Britain’s automotive industry is alive and well contrary to the poor September new car registrations, says Professor Garel Rhys, director of the Centre for Automotive Industry Research.

Speaking at a South Wales seminar held to look at the future of the UK automotive industry, Prof Rhys stressed that 28% of UK car plants’ output was bought in Britain and that over 72% was exported.

"The automotive industry accounts for 9.5% of UK exports by value and the UK factories turn out 3% of the global production and 9% of European production. It is the foreign buyer who keeps the UK factories going, not the home market," added Prof Rhys.

Nissan in Sunderland, Toyota in Derby and Honda in Swindon are the top three car plants in Europe and respected in other parts of the continent.

Even so, annual UK registrations of 2.5m are the fourth largest in the world and by 2010 it is possible the home market will hit 3m. With cars now surviving longer and about 500,000 being added each year, the total pool of cars in the UK could hit 30m by the end of next year.

"The motor industry in Britain has strength in making light medium cars, sports utility vehicles, specialist vehicles and petrol and diesel engines. What is needed is to improve the UK content of the vehicles and engines made in Britain," Prof Rhys said.

Prof Rhys added that if Britain was to keep ahead of competitors it must lead in testing and technology. He urged major suppliers at the seminar to spend more on research and development to give added value to the products.

He said, "There are problems but the industry is far from dead and the only question is what will it look like a few years from now? There are signs for hope."
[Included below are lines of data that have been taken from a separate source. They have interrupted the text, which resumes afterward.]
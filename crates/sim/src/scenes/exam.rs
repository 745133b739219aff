//! The examination room: a patient on a bed, three instruments on the side
//! table, three measurement targets, and the narrated examination script.

use super::{spawn_scenery, Scene, SceneKind};
use crate::assets::AssetLibrary;
use crate::catalog::EXAM_PROPS;
use crate::config::SimConfig;
use crate::dialogue::{DialogueDirector, DialogueStep, SceneRequest, StepKind};
use crate::grab::GrabSystem;
use crate::info_panel::InfoPanel;
use crate::overlay::Overlay;
use crate::player::CameraRig;
use crate::props::spawn_prop;
use crate::targets::{BodySite, CueKind, ExamSequencer, InteractionTarget};
use crate::ui::{UiAction, UiButtons};
use engine_core::{SceneGraph, Vec3, World};
use physics::PhysicsWorld;

/// Target volume centers over the mannequin.
pub const HEAD_TARGET_CENTER: Vec3 = Vec3::new(-14.6, 1.15, 27.5);
pub const CHEST_TARGET_CENTER: Vec3 = Vec3::new(-14.6, 1.2, 27.0);
pub const ARM_TARGET_CENTER: Vec3 = Vec3::new(-14.25, 1.1, 27.0);

const TARGET_RADIUS: f32 = 0.25;

const EXAM_SCRIPT: &[DialogueStep] = &[
    DialogueStep {
        title: "Hello, future doctor!",
        body: "Welcome to the patient examination simulation.",
        kind: StepKind::Continue,
    },
    DialogueStep {
        title: "",
        body: "The patient has just come into the examination room complaining of dizziness and weakness after standing for a long time. Run the basic examination to find the cause.",
        kind: StepKind::Continue,
    },
    DialogueStep {
        title: "SIMULATION",
        body: "Let's begin!",
        kind: StepKind::Continue,
    },
    DialogueStep {
        title: "",
        body: "Step 1: listen to the patient's heart and lungs using the stethoscope.",
        kind: StepKind::Continue,
    },
    DialogueStep {
        title: "",
        body: "Step 2: continue with a blood pressure measurement using the digital monitor.",
        kind: StepKind::Continue,
    },
    DialogueStep {
        title: "",
        body: "Step 3: make sure the patient has no infection by checking body temperature with the digital thermometer.",
        kind: StepKind::Continue,
    },
    DialogueStep {
        title: "",
        body: "After examining the patient, the initial assessment is mild hypotension brought on by fatigue and poor nutrition. An electrolyte IV drip will help stabilise the patient's blood pressure.",
        kind: StepKind::Continue,
    },
    DialogueStep {
        title: "",
        body: "The simulation is complete! Congratulations, you examined the patient using the basic medical instruments.",
        kind: StepKind::Finish(SceneRequest::Menu),
    },
];

pub fn build(assets: &AssetLibrary, _cfg: &SimConfig) -> Scene {
    let mut world = World::new();
    let mut graph = SceneGraph::new();
    let mut physics = PhysicsWorld::new();
    let mut ui = UiButtons::new();

    physics.add_ground_plane();
    let camera = CameraRig::new(&mut graph, Vec3::new(-17.0, 2.0, 22.0));

    spawn_scenery(
        &mut graph,
        assets,
        "exam_room.glb",
        Vec3::new(-22.5, 0.0, 8.0),
        Vec3::new(-0.5, 0.5, 0.5),
    );
    spawn_scenery(
        &mut graph,
        assets,
        "bed.glb",
        Vec3::new(-21.9, 0.0, 9.7),
        Vec3::new(-0.46, 0.46, 0.46),
    );
    spawn_scenery(
        &mut graph,
        assets,
        "patient.glb",
        Vec3::new(-14.7, 1.1, 27.3),
        Vec3::new(1.2, 1.2, 1.2),
    );
    spawn_scenery(
        &mut graph,
        assets,
        "iv_stand.glb",
        Vec3::new(-11.0, 0.1, 27.5),
        Vec3::new(0.04, 0.04, 0.04),
    );

    // Invisible room colliders: instrument tables, walls, bed, patient, floor.
    let statics = [
        (Vec3::new(-17.0, 1.0, 27.5), Vec3::new(0.35, 0.2, 0.35)),
        (Vec3::new(-17.7, 1.0, 27.5), Vec3::new(0.35, 0.3, 0.35)),
        (Vec3::new(-16.3, 1.0, 27.5), Vec3::new(0.35, 0.3, 0.35)),
        (Vec3::new(-22.6, 1.0, 27.5), Vec3::new(0.1, 5.0, 9.5)),
        (Vec3::new(-12.5, 1.0, 27.5), Vec3::new(0.1, 5.0, 9.5)),
        (Vec3::new(-14.57, 0.8, 27.5), Vec3::new(0.5, 0.2, 2.0)),
        (Vec3::new(-14.6, 0.9, 27.3), Vec3::new(0.3, 0.15, 0.9)),
        (Vec3::new(-14.57, 0.0, 27.5), Vec3::new(8.0, 0.2, 9.5)),
    ];
    for (position, half_extents) in statics {
        physics.add_static_cuboid(position, 0.0, half_extents);
    }

    for def in EXAM_PROPS {
        if let Err(e) = spawn_prop(&mut world, &mut graph, &mut physics, assets, def) {
            log::warn!("skipping prop {}: {e}", def.id);
        }
    }

    let targets = vec![
        InteractionTarget {
            site: BodySite::Chest,
            expected: "stethoscope",
            center: CHEST_TARGET_CENTER,
            radius: TARGET_RADIUS,
            requires_held: true,
            reading: "50 BPM",
            reading_color: [0.5, 0.0, 0.0, 1.0],
            result_image: "heart_rate.png",
            board_position: Vec3::new(-17.5, 2.5, 28.15),
            snap_rotation_deg: Vec3::new(90.0, 0.0, 0.0),
            cue: CueKind::HeartbeatLoop,
            inside: false,
        },
        InteractionTarget {
            site: BodySite::Head,
            expected: "thermometer",
            center: HEAD_TARGET_CENTER,
            radius: TARGET_RADIUS,
            requires_held: false,
            reading: "36.4°C",
            reading_color: [1.0, 1.0, 0.2, 1.0],
            result_image: "body_temperature.png",
            board_position: Vec3::new(-16.5, 2.5, 28.15),
            snap_rotation_deg: Vec3::ZERO,
            cue: CueKind::Beep,
            inside: false,
        },
        InteractionTarget {
            site: BodySite::Arm,
            expected: "tensimeter",
            center: ARM_TARGET_CENTER,
            radius: TARGET_RADIUS,
            requires_held: true,
            reading: "110/70 mmHg",
            reading_color: [0.2, 1.0, 1.0, 1.0],
            result_image: "blood_pressure.png",
            board_position: Vec3::new(-17.0, 2.0, 28.15),
            snap_rotation_deg: Vec3::new(0.0, 180.0, 0.0),
            cue: CueKind::Beep,
            inside: false,
        },
    ];

    // Reset and lobby buttons on the back wall.
    let reset = graph.create_node("reset_button");
    graph.set_local_position(reset, Vec3::new(-15.5, 1.8, 28.2));
    ui.add(reset, "RESET ITEMS", 0.2, UiAction::ResetItems);
    let lobby = graph.create_node("lobby_button");
    graph.set_local_position(lobby, Vec3::new(-13.5, 1.8, 28.2));
    ui.add(lobby, "TO LOBBY", 0.2, UiAction::GoToLobby);

    Scene {
        kind: SceneKind::Exam,
        world,
        graph,
        physics,
        camera,
        grab: GrabSystem::new(),
        ui,
        overlay: Overlay::new(),
        info_panel: InfoPanel::new(),
        dialogue: DialogueDirector::new(EXAM_SCRIPT),
        credits: None,
        mascot: None,
        targets,
        sequencer: ExamSequencer::new(),
        pending: None,
        ticks: 0,
    }
}
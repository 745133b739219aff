//! Physics system using Rapier3D for OpenCare.

pub mod collision;
pub mod physics_world;
pub mod raycast;

pub use collision::*;
pub use physics_world::*;
pub use raycast::*;

// Re-export Rapier for downstream crates
pub use rapier3d;

// Re-export common Rapier types
pub use rapier3d::prelude::{ColliderHandle, RigidBodyHandle};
Arthur Maher, of J D Power, told the audience at the Corus Port Talbot plant, that European car makers had taken steps to radically reduce over capacity in the last 12 months. But, even so there were likely to be about six million more cars made than sold by 2012 and that meant 15 car plants could close without affecting sales.

"This problem is getting worse rather than better," he said. "Consumer choice is accelerating. Fifteen years ago you had 200 model lines and now there are over 300 model lines, and the rate of growth has gone up from about seven new models a year to 17 annually."

Maher said model life was now an average of 3.5 years but in four years time it is likely to grow to four years as replacement cycles lengthen to cut costs.

Professor Jon King, director of Corus Automotive, said that looking towards 2020 there would be a need for 180 car plants worldwide to meet anticipated demand but the growth would not be in Europe, rather it would be in the Far East and developing world.

China will not be a major exporter of vehicles for the next 15 years but would be making them to fulfill its own home market demands with increasing industrialization changing Chinese society and bringing people from rural to urban areas to work in assembly plants.